Por Sergio Beeche Antezana
Es desde puntos de vista imaginativos, audaces y fieles a los conceptos que se quieren tratar que las historias pueden considerarse triunfos o fracasos. Donde cada aspecto complementa al otro y donde los detalles técnicos, que muchos tendemos a notar un poco más, ayudan a que un filme se considere bien construido y contado. Pero es cuando una historia logra sobrepasar las formalidades y se convierte en sentimiento puro, que cada fibra del cuerpo del espectador se estremezca con las imágenes que ve en pantalla y despierte algo universal que nos afirma de la universalidad de las emociones humanas. Carol (2015) consigue eso.
Seguimos la historia de dos mujeres, misteriosas entre ellas y para el público que las ve, sus emociones no pueden ser expuestas de la manera más abierta posible por la época en la que viven (1952, New York). Una es joven y con ganas de conocer el mundo, de experimentar; la otra, con sus prioridades claras y personalidad definida. Resulta una combinación es explosiva de la manera más sutil posible; las emociones de Carol y Therese vibran en sus ojos, en sus movimientos y palabras, acompañadas de una composición casi poética de las imágenes: el filme mismo suspira por el repentino romance y quiere que todo salga bien, a pesar de los evidentes obstáculos.
Carol atrapa y es agradable de ver en su aspecto granuloso (por estar filmada en cámara de 16 milímetros) y encuadres dignos de fotografías que se podrían ver en una exposición, estas, al mismo tiempo, se asemejan al fugaz sueño de Therese de ser fotógrafa. Lo curioso es que ella se descubre mientras comparte su tiempo con su fugaz amor, aprende a sentir como nunca antes. Mientras tanto, la misma Carol busca otra cosa: el escape. Ella es capaz de atreverse y hablar más, pero lo hace solo para no pensar en la dolorosa separación con su esposo y las implicaciones de las discusiones que recaen en su hija, prioridad número uno para ella. Así, el filme es un viaje de decisiones y consecuencias que detallan los obstáculos de dos mujeres que no pueden estar juntas sin señalamientos de la sociedad. ¿Suena conocido?

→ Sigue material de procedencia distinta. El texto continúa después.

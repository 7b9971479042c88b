//! Heap usage tracking for the peak-memory figure.
//!
//! [`PeakAlloc`] wraps the system allocator and keeps two lock-free
//! counters: bytes currently allocated and the high-water mark. The binary
//! installs it as the global allocator; library code only reads it.

use std::alloc::{GlobalAlloc, Layout, System};
use std::sync::atomic::{AtomicUsize, Ordering};

/// Counting wrapper around [`System`].
#[derive(Debug)]
pub struct PeakAlloc {
    current: AtomicUsize,
    peak: AtomicUsize,
}

impl PeakAlloc {
    pub const fn new() -> Self {
        Self {
            current: AtomicUsize::new(0),
            peak: AtomicUsize::new(0),
        }
    }

    /// Bytes currently allocated through this allocator.
    pub fn current(&self) -> usize {
        self.current.load(Ordering::Relaxed)
    }

    /// Highest value `current` reached since the last reset.
    pub fn peak(&self) -> usize {
        self.peak.load(Ordering::Relaxed)
    }

    /// Restart peak tracking from the current usage.
    pub fn reset_peak(&self) {
        self.peak.store(self.current(), Ordering::Relaxed);
    }

    fn grow(&self, bytes: usize) {
        let now = self.current.fetch_add(bytes, Ordering::Relaxed) + bytes;
        self.peak.fetch_max(now, Ordering::Relaxed);
    }

    fn shrink(&self, bytes: usize) {
        self.current.fetch_sub(bytes, Ordering::Relaxed);
    }
}

impl Default for PeakAlloc {
    fn default() -> Self {
        Self::new()
    }
}

unsafe impl GlobalAlloc for PeakAlloc {
    unsafe fn alloc(&self, layout: Layout) -> *mut u8 {
        let ptr = System.alloc(layout);
        if !ptr.is_null() {
            self.grow(layout.size());
        }
        ptr
    }

    unsafe fn alloc_zeroed(&self, layout: Layout) -> *mut u8 {
        let ptr = System.alloc_zeroed(layout);
        if !ptr.is_null() {
            self.grow(layout.size());
        }
        ptr
    }

    unsafe fn dealloc(&self, ptr: *mut u8, layout: Layout) {
        System.dealloc(ptr, layout);
        self.shrink(layout.size());
    }

    unsafe fn realloc(&self, ptr: *mut u8, layout: Layout, new_size: usize) -> *mut u8 {
        let new_ptr = System.realloc(ptr, layout, new_size);
        if !new_ptr.is_null() {
            if new_size >= layout.size() {
                self.grow(new_size - layout.size());
            } else {
                self.shrink(layout.size() - new_size);
            }
        }
        new_ptr
    }
}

Esas decisiones son llevadas con un cuidado genuino de parte de la guionista, delineando a los personajes (principales y secundarios) con cuidado en cada uno de los diálogos que tienen, construyendo la historia sin caer en excesos de melodrama. Cada sentimiento es vivido al punto adecuado, cosa que no sería lo mismo sin las sublimes actuaciones que transmiten impresionantemente las emociones altas y baja. Kyle Chandler es excelente como el esposo controlador, herido y confundido; Rooney Mara demuestra rigidez y emociones contenidas a la perfección; pero Cate Blanchett triunfa, una vez más, como la elegante y sutil Carol Aird. Blanchett vive su personaje y brinda todas las capas necesarias para dejar a cualquiera con la boca abierta. Brillante.

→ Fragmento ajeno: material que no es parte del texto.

//! The visitors every benchmark pass runs.
//!
//! Three observers scoped to a single item kind and one counter that applies
//! to every kind. The scoped ones make dispatch selective, which is what the
//! cached strategy exploits; the counter makes a pass observable.

use std::ops::AddAssign;

use serde::Serialize;

use visitbench_core::{
    Applicability, Applicable, ConfigResult, KindSet, Node, NodeKind, VisitResult, Visitor,
    VisitorSet,
};

/// Counters for one pass, reset before each pass.
#[derive(Debug, Default, Clone, Copy, PartialEq, Eq, Serialize)]
pub struct PassStats {
    pub nodes_visited: u64,
    pub functions: u64,
    pub structs: u64,
    pub methods: u64,
}

impl PassStats {
    pub fn reset(&mut self) {
        *self = PassStats::default();
    }
}

impl AddAssign for PassStats {
    fn add_assign(&mut self, other: Self) {
        self.nodes_visited += other.nodes_visited;
        self.functions += other.functions;
        self.structs += other.structs;
        self.methods += other.methods;
    }
}

/// Observes free functions.
pub struct FunctionOnly;

impl Visitor<PassStats> for FunctionOnly {
    fn name(&self) -> &'static str {
        "FunctionOnly"
    }

    fn enter(&mut self, _node: &Node, stats: &mut PassStats) -> VisitResult {
        stats.functions += 1;
        VisitResult::Continue
    }
}

impl Applicable for FunctionOnly {
    fn applicability(&self) -> Applicability {
        NodeKind::Function.into()
    }
}

/// Observes struct definitions.
pub struct StructOnly;

impl Visitor<PassStats> for StructOnly {
    fn name(&self) -> &'static str {
        "StructOnly"
    }

    fn enter(&mut self, _node: &Node, stats: &mut PassStats) -> VisitResult {
        stats.structs += 1;
        VisitResult::Continue
    }
}

impl Applicable for StructOnly {
    fn applicability(&self) -> Applicability {
        NodeKind::Struct.into()
    }
}

/// Observes methods in impl blocks.
pub struct MethodOnly;

impl Visitor<PassStats> for MethodOnly {
    fn name(&self) -> &'static str {
        "MethodOnly"
    }

    fn enter(&mut self, _node: &Node, stats: &mut PassStats) -> VisitResult {
        stats.methods += 1;
        VisitResult::Continue
    }
}

impl Applicable for MethodOnly {
    fn applicability(&self) -> Applicability {
        NodeKind::Method.into()
    }
}

/// Counts every node.
pub struct NodeCounter;

impl Visitor<PassStats> for NodeCounter {
    fn name(&self) -> &'static str {
        "NodeCounter"
    }

    fn enter(&mut self, _node: &Node, stats: &mut PassStats) -> VisitResult {
        stats.nodes_visited += 1;
        VisitResult::Continue
    }
}

impl Applicable for NodeCounter {
    fn applicability(&self) -> Applicability {
        // A full kind set rather than `Any`: naive dispatch still pays a
        // membership check for it at every node.
        KindSet::all().into()
    }
}

/// The visitor set used by every pass, in registration order.
pub fn payload_visitors() -> ConfigResult<VisitorSet<PassStats>> {
    VisitorSet::new()
        .with_scoped(FunctionOnly)?
        .with_scoped(StructOnly)?
        .with_scoped(MethodOnly)?
        .with_scoped(NodeCounter)
}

Gracias al director, Todd Haynes, todos estos aspectos quedan unidos en excelencia cinematográfica. Él sabe usar el guión de palabras y transformarlo en imágenes que se complementan con el resto de la película, ningún elemento es malo aquí: música, diseño, fotografía, montaje. Incluso, el no contar todos los detalles de la relación le da un aire de misterio, como si las dos protagonistas no quisieran contar toda su historia, como si el filme fuera celoso de mostrarnos todo. Se perdería la magia de los misterios y secretos que llegar a pertenecer solo a dos personas en el mundo.
Carol es sobre ese curioso, emocionante y, a la vez, frustrante sentimiento universal que tenemos los seres humanos. Lo demuestra de diferentes maneras: con los amigos, hijos, amantes y hasta con las ideas que surgen en la mente pero no son más que eso: simples enamoramientos e idealizaciones. Al final, con una de las mejores secuencias finales para una película, el filme —y uno como espectador— aprendió que cada decisión tiene su costo, que a veces alcanzar algo que se quiere depende solo de esa pequeña valentía, y que podríamos tenerlo en frente, pero parece imposible e inalcanzable. Que mientras más nos acerquemos, más se aleja, que cada paso es atemorizante, y sin embargo, decidido.
Siempre con una pizca de duda, ese pequeño levantamiento de labios puede ser el momento de seguridad y alivio de haber tomado la decisión correcta y de que se puede, por fin, sonreír.